Hmmm. I should probably learn how to do a git pull request... :-)

-Marc
http://marc-abramowitz.com

Ben Darnell

unread,
Mar 11, 2010, 8:27:57 PM3/11/10
to python-...@googlegroups.com
I like the idea, but it seems to break down because match.groups()
includes both named and unnamed groups. What did your handler method
signature look like?

>>> m=re.match(r'(?P<foo>foo)(?P<bar>bar)', 'foobar')
>>> m.groups(), m.groupdict()
(('foo', 'bar'), {'foo': 'foo', 'bar': 'bar'})
>>> def f(bar, foo): print bar, foo
...
>>> f(*m.groups(), **m.groupdict())
Traceback (most recent call last):
File "<stdin>", line 1, in <module>
TypeError: f() got multiple values for keyword argument 'foo'
>>> def f2(foo, bar): print foo, bar
...
>>> f2(*m.groups(), **m.groupdict())
Traceback (most recent call last):
File "<stdin>", line 1, in <module>
TypeError: f2() got multiple values for keyword argument 'foo'

-Ben

Anton Bessonov

unread,
Mar 11, 2010, 8:41:04 PM3/11/10
to python-...@googlegroups.com

Andrew Gwozdziewycz

unread,
Mar 12, 2010, 6:29:22 AM3/12/10
to python-...@googlegroups.com


On Thu, Mar 11, 2010 at 8:41 PM, Anton Bessonov <exe...@googlemail.com> wrote:
Too late!

http://groups.google.com/group/python-tornado/browse_thread/thread/1d8a90ad5ec4aa90

His point is that you can pass the parameters that the named groups capture to the handler as kwargs (which Django does), which currently isn't done. There's a slight problem with this. 1) They are already passed as regular positional parameters, and 2) reverse_url's weren't really designed to handle optional groups, (or groups that have quantifiers for that matter e.g. (\d+/)+) in urls, making default arguments sort of useless. In fact, if you try to do it, and it works, I'd consider yourself lucky :).

 
Any reason not to do it?
 



--
http://www.apgwoz.com

Marc

unread,
Mar 12, 2010, 9:30:20 PM3/12/10
to Tornado Web Server
On Mar 11, 5:27 pm, Ben Darnell <ben.darn...@gmail.com> wrote:
> I like the idea, but it seems to break down because match.groups()
> includes both named and unnamed groups.  What did your handler method
> signature look like?

Good point.
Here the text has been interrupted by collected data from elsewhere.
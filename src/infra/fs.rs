//! # File System Operations Module / 文件系统操作模块
//!
//! Directory copying for artifact trees, best-effort cleanup of transient
//! working directories, and the scoped working-directory guard used around
//! document execution.
//!
//! 产物树的目录复制、瞬态工作目录的尽力清理，
//! 以及文档执行期间使用的作用域工作目录守卫。

use anyhow::{Context, Result};
use fs_extra::dir::{CopyOptions, copy};
use std::env;
use std::fs;
use std::io::ErrorKind;
use std::path::{Path, PathBuf};

/// Copies the entire content of a source directory into a destination
/// directory, overwriting existing files.
pub fn copy_dir_all(from: &Path, to: &Path) -> Result<()> {
    fs::create_dir_all(to)
        .with_context(|| format!("Failed to create directory: {}", to.display()))?;
    let mut options = CopyOptions::new();
    options.overwrite = true;
    options.content_only = true;
    copy(from, to, &options)
        .with_context(|| format!("Failed to copy {} to {}", from.display(), to.display()))?;
    Ok(())
}

/// Removes a directory tree, treating absence as success. Used for the
/// transient working artifacts left behind by document executions.
pub fn remove_dir_ignore_missing(path: &Path) -> Result<()> {
    match fs::remove_dir_all(path) {
        Ok(()) => Ok(()),
        Err(e) if e.kind() == ErrorKind::NotFound => Ok(()),
        Err(e) => {
            Err(e).with_context(|| format!("Failed to remove directory: {}", path.display()))
        }
    }
}

/// Scoped working-directory change. The previous directory is restored when
/// the guard drops, on every exit path: success, early return or error.
///
/// 作用域工作目录切换。守卫析构时恢复之前的目录，
/// 覆盖每条退出路径 —— 成功、提前返回或出错。
#[derive(Debug)]
pub struct WorkingDirGuard {
    saved: PathBuf,
}

impl WorkingDirGuard {
    pub fn enter(path: &Path) -> Result<Self> {
        let saved = env::current_dir().context("Failed to read current directory")?;
        env::set_current_dir(path)
            .with_context(|| format!("Failed to enter directory: {}", path.display()))?;
        Ok(Self { saved })
    }
}

impl Drop for WorkingDirGuard {
    fn drop(&mut self) {
        // Restoration failure here is unrecoverable but must not panic
        // during unwinding.
        let _ = env::set_current_dir(&self.saved);
    }
}
//! # Test Plan Configuration Module / 测试计划配置模块
//!
//! This module defines the declarative test plan loaded once per run:
//! which tutorial documents to test, which hardware configurations each
//! document supports, and which hardware is currently connected.
//!
//! 此模块定义每次运行加载一次的声明式测试计划：
//! 要测试哪些教程文档、每个文档支持哪些硬件配置，以及当前连接了哪些硬件。

use anyhow::{Context, Result};
use serde::{Deserialize, Serialize};
use std::collections::BTreeMap;
use std::fmt;
use std::fs;
use std::path::Path;

/// A scalar parameter value carried by the plan's kwargs layers.
/// Values are substituted into a document's parameter cell as Python
/// literals, so the rendering must stay valid Python source.
///
/// 计划 kwargs 层携带的标量参数值。
/// 值会作为 Python 字面量替换进文档的参数单元格，因此渲染结果必须保持合法的 Python 源码。
#[derive(Debug, Clone, PartialEq, Serialize, Deserialize)]
#[serde(untagged)]
pub enum ParamValue {
    Bool(bool),
    Int(i64),
    Float(f64),
    Str(String),
}

impl ParamValue {
    /// Renders the value as a Python literal for parameter injection.
    pub fn to_python_literal(&self) -> String {
        match self {
            ParamValue::Bool(true) => "True".to_string(),
            ParamValue::Bool(false) => "False".to_string(),
            ParamValue::Int(i) => i.to_string(),
            // {:?} keeps the decimal point on round floats (3.0, not 3).
            ParamValue::Float(f) => format!("{:?}", f),
            ParamValue::Str(s) => format!("'{}'", s.replace('\\', "\\\\").replace('\'', "\\'")),
        }
    }
}

impl fmt::Display for ParamValue {
    fn fmt(&self, f: &mut fmt::Formatter<'_>) -> fmt::Result {
        write!(f, "{}", self.to_python_literal())
    }
}

/// An ordered map of parameter overrides. Order is deterministic so the
/// injected parameter cell is stable across runs.
pub type Kwargs = BTreeMap<String, ParamValue>;

/// One requested test variant for a document: the logical instrument class
/// (`scope`) and the platform identifier (`target`), plus optional extras.
///
/// 文档的一个请求测试变体：逻辑仪器类别（`scope`）和平台标识符（`target`），以及可选的附加项。
#[derive(Debug, Clone, PartialEq, Deserialize, Serialize)]
pub struct Configuration {
    /// Logical instrument class, e.g. "OPENADC". Injected as `SCOPETYPE`.
    /// 逻辑仪器类别，例如 "OPENADC"。注入为 `SCOPETYPE`。
    pub scope: String,
    /// Platform identifier, e.g. "CWLITEARM". Injected as `PLATFORM`.
    /// 平台标识符，例如 "CWLITEARM"。注入为 `PLATFORM`。
    pub target: String,
    /// Optional firmware identifier. Injected as `CRYPTO_TARGET` when present.
    /// 可选的固件标识符。存在时注入为 `CRYPTO_TARGET`。
    #[serde(default)]
    pub firmware: Option<String>,
    /// Extra parameter overrides specific to this variant. These sit in the
    /// base layer of the merge and are overridden by profile and spec kwargs.
    /// 此变体特定的额外参数覆盖。位于合并的基础层，会被 profile 和 spec 的 kwargs 覆盖。
    #[serde(default)]
    pub kwargs: Kwargs,
}

/// A physically connected device available to satisfy a [`Configuration`].
/// Only `scope` and `target` participate in matching.
///
/// 一个物理连接的设备，可用于满足一个 [`Configuration`]。
/// 只有 `scope` 和 `target` 参与匹配。
#[derive(Debug, Clone, PartialEq, Deserialize, Serialize)]
pub struct HardwareProfile {
    pub scope: String,
    pub target: String,
    /// Serial number used to claim this exact device in connection calls.
    /// 用于在连接调用中认领这台设备的序列号。
    #[serde(default)]
    pub serial_number: Option<String>,
    /// Communication baud rate required when programming this device.
    /// 对这台设备编程时所需的通信波特率。
    #[serde(default)]
    pub baud: Option<u32>,
    /// Parameter overrides contributed by this device.
    /// 此设备贡献的参数覆盖。
    #[serde(default)]
    pub kwargs: Kwargs,
}

/// A named tutorial document plus the hardware configurations it supports.
///
/// 一个命名的教程文档及其支持的硬件配置。
#[derive(Debug, Clone, PartialEq, Deserialize, Serialize)]
pub struct TestSpec {
    /// The configurations this document should be run against, in order.
    /// 此文档应运行的配置，按顺序排列。
    pub configurations: Vec<Configuration>,
    /// Document-specific parameter overrides. This is the last merge layer
    /// and wins over configuration and profile kwargs.
    /// 文档特定的参数覆盖。这是合并的最后一层，优先于配置和 profile 的 kwargs。
    #[serde(default)]
    pub kwargs: Kwargs,
    /// Exception names that do not fail the run when every classified error
    /// is in this list.
    /// 当每个归类错误都在此列表中时不会使运行失败的异常名称。
    #[serde(default)]
    pub allowable_exceptions: Option<Vec<String>>,
    /// Document-level baud override; wins over the matched profile's baud.
    /// 文档级波特率覆盖；优先于匹配到的 profile 的波特率。
    #[serde(default)]
    pub baud: Option<u32>,
}

/// The whole declarative test plan: tutorials to run and connected hardware.
///
/// 整个声明式测试计划：要运行的教程和已连接的硬件。
#[derive(Debug, Clone, PartialEq, Deserialize, Serialize)]
pub struct TestPlan {
    /// Optional execution engine command override, e.g.
    /// `"jupyter nbconvert"`. Split with shell semantics before use.
    /// 可选的执行引擎命令覆盖，例如 `"jupyter nbconvert"`。使用前按 shell 语义拆分。
    #[serde(default)]
    pub engine_command: Option<String>,
    /// Mapping from document path (relative to the documents directory) to
    /// its test spec.
    /// 从文档路径（相对于文档目录）到其测试规格的映射。
    pub tutorials: BTreeMap<String, TestSpec>,
    /// The currently connected hardware profiles, in declaration order.
    /// 当前连接的硬件 profile，按声明顺序排列。
    pub connected: Vec<HardwareProfile>,
}

/// Loads and parses the YAML test plan. A plan that cannot be read or
/// parsed is a configuration error and aborts the run.
pub fn load_plan(path: &Path) -> Result<TestPlan> {
    let content = fs::read_to_string(path)
        .with_context(|| format!("Failed to read test configuration: {}", path.display()))?;
    let plan: TestPlan = serde_yaml::from_str(&content)
        .with_context(|| format!("Failed to parse test configuration: {}", path.display()))?;
    Ok(plan)
}
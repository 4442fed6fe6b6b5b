//! # Document Model Module / 文档模型模块
//!
//! This module defines the tagged records for a test document: an ordered
//! sequence of cells, where code cells carry outputs after execution.
//! Documents are notebook JSON (nbformat 4) on disk; malformed documents
//! are rejected at load time rather than deep inside the pipeline.
//!
//! 此模块定义测试文档的带标签记录：一个有序的单元格序列，
//! 其中代码单元格在执行后携带输出。
//! 文档在磁盘上为 notebook JSON（nbformat 4）；
//! 格式错误的文档在加载时被拒绝，而不是在管道深处失败。

use anyhow::{Context, Result, bail};
use serde::{Deserialize, Serialize};
use serde_json::Value;
use std::fs;
use std::path::{Path, PathBuf};

fn empty_object() -> Value {
    Value::Object(serde_json::Map::new())
}

/// Notebook `source` and stream `text` fields are either a single string or
/// a list of line fragments. Deserialize both shapes into one string and
/// always serialize back as a single string.
mod source_text {
    use serde::{Deserialize, Deserializer, Serializer};

    #[derive(Deserialize)]
    #[serde(untagged)]
    enum Repr {
        One(String),
        Many(Vec<String>),
    }

    pub fn serialize<S: Serializer>(value: &str, serializer: S) -> Result<S::Ok, S::Error> {
        serializer.serialize_str(value)
    }

    pub fn deserialize<'de, D: Deserializer<'de>>(deserializer: D) -> Result<String, D::Error> {
        Ok(match Repr::deserialize(deserializer)? {
            Repr::One(s) => s,
            Repr::Many(parts) => parts.concat(),
        })
    }
}

/// One output attached to an executed code cell.
/// 附加到已执行代码单元格的一个输出。
#[derive(Debug, Clone, PartialEq, Serialize, Deserialize)]
#[serde(tag = "output_type", rename_all = "snake_case")]
pub enum Output {
    /// Print-like text written to stdout or stderr during execution.
    /// 执行期间写入 stdout 或 stderr 的类打印文本。
    Stream {
        name: String,
        #[serde(with = "source_text")]
        text: String,
    },
    /// An exception raised by the cell.
    /// 单元格抛出的异常。
    Error {
        ename: String,
        evalue: String,
        traceback: Vec<String>,
    },
    ExecuteResult {
        #[serde(default)]
        execution_count: Option<u64>,
        #[serde(default = "empty_object")]
        data: Value,
        #[serde(default = "empty_object")]
        metadata: Value,
    },
    DisplayData {
        #[serde(default = "empty_object")]
        data: Value,
        #[serde(default = "empty_object")]
        metadata: Value,
    },
}

/// A unit of document content. Code cells are the only mutation target for
/// inlining, parameter injection and pattern rewriting.
///
/// 文档内容的一个单元。代码单元格是内联、参数注入和模式重写的唯一变更目标。
#[derive(Debug, Clone, PartialEq, Serialize, Deserialize)]
#[serde(tag = "cell_type", rename_all = "lowercase")]
pub enum Cell {
    Code {
        #[serde(with = "source_text")]
        source: String,
        #[serde(default)]
        outputs: Vec<Output>,
        #[serde(default)]
        execution_count: Option<u64>,
        #[serde(default = "empty_object")]
        metadata: Value,
    },
    Markdown {
        #[serde(with = "source_text")]
        source: String,
        #[serde(default = "empty_object")]
        metadata: Value,
    },
    Raw {
        #[serde(with = "source_text")]
        source: String,
        #[serde(default = "empty_object")]
        metadata: Value,
    },
}

impl Cell {
    pub fn is_code(&self) -> bool {
        matches!(self, Cell::Code { .. })
    }

    /// The textual source of the cell, regardless of kind.
    pub fn source(&self) -> &str {
        match self {
            Cell::Code { source, .. } => source,
            Cell::Markdown { source, .. } => source,
            Cell::Raw { source, .. } => source,
        }
    }

    /// The outputs attached to this cell. Non-code cells never have any.
    pub fn outputs(&self) -> &[Output] {
        match self {
            Cell::Code { outputs, .. } => outputs,
            _ => &[],
        }
    }
}

/// An ordered sequence of cells identified by a filesystem path.
/// Every transformation stage preserves cell order unless it explicitly
/// inlines additional source.
///
/// 由文件系统路径标识的有序单元格序列。
/// 除非显式内联额外源码，每个转换阶段都保持单元格顺序。
#[derive(Debug, Clone, PartialEq, Serialize, Deserialize)]
pub struct Document {
    /// Filesystem identity of the document; not part of the wire format.
    /// 文档的文件系统标识；不属于线上格式。
    #[serde(skip)]
    pub path: PathBuf,
    pub cells: Vec<Cell>,
    #[serde(default = "empty_object")]
    pub metadata: Value,
    pub nbformat: u32,
    #[serde(default)]
    pub nbformat_minor: u32,
}

impl Document {
    /// Loads and validates a document from disk. Unknown cell kinds, missing
    /// required fields and non-v4 documents are load-time errors.
    pub fn load(path: &Path) -> Result<Self> {
        let content = fs::read_to_string(path)
            .with_context(|| format!("Failed to read document: {}", path.display()))?;
        let mut document: Document = serde_json::from_str(&content)
            .with_context(|| format!("Malformed document: {}", path.display()))?;
        if document.nbformat != 4 {
            bail!(
                "Unsupported document format version {} in {}",
                document.nbformat,
                path.display()
            );
        }
        document.path = path.to_path_buf();
        Ok(document)
    }

    /// Serializes the document back to its JSON wire format.
    pub fn to_json(&self) -> Result<String> {
        serde_json::to_string_pretty(self).context("Failed to serialize document")
    }

    /// Iterates mutably over the source of every code cell, in order.
    pub fn code_sources_mut(&mut self) -> impl Iterator<Item = &mut String> {
        self.cells.iter_mut().filter_map(|cell| match cell {
            Cell::Code { source, .. } => Some(source),
            _ => None,
        })
    }

    /// Translates the document into flat standalone source: the code cells'
    /// text concatenated in document order. Used when inlining a referenced
    /// document into a cell.
    pub fn to_script(&self) -> String {
        self.cells
            .iter()
            .filter(|cell| cell.is_code())
            .map(Cell::source)
            .collect::<Vec<_>>()
            .join("\n\n")
    }

    /// The document's file name without its extension.
    pub fn file_stem(&self) -> String {
        self.path
            .file_stem()
            .map(|s| s.to_string_lossy().into_owned())
            .unwrap_or_default()
    }
}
Well, my handler signature uses (self, *args, **kwargs),
and I just use that to populate a simple dictionary, so it doesn't
matter in my case that the named groups might be included twice in the
function args. That's why I didn't run into that problem.

Here's how Django does it:

http://docs.djangoproject.com/en/dev/topics/http/urls/#s-named-groups

They assume that you are going to use all named groups or all unnamed
groups and not mix them (which seems reasonable). In their words, "If
there are any named arguments, it will use those, ignoring non-named
arguments. Otherwise, it will pass all non-named arguments as
positional arguments.". Following a rule like that, it should be
pretty easy to implement. Something like:

--- a/tornado/web.py
+++ b/tornado/web.py
@@ -995,6 +995,7 @@ class Application(object):
transforms = [t(request) for t in self.transforms]
handler = None
args = []
+ kwargs = {}
handlers = self._get_host_handlers(request)
if not handlers:
handler = RedirectHandler(

@@ -1005,6 +1006,9 @@ class Application(object):


if match:
handler = spec.handler_class(self, request,
**spec.kwargs)
args = match.groups()
+ kwargs = match.groupdict()

+ if kwargs:
+ args = []


break
if not handler:
handler = ErrorHandler(self, request, 404)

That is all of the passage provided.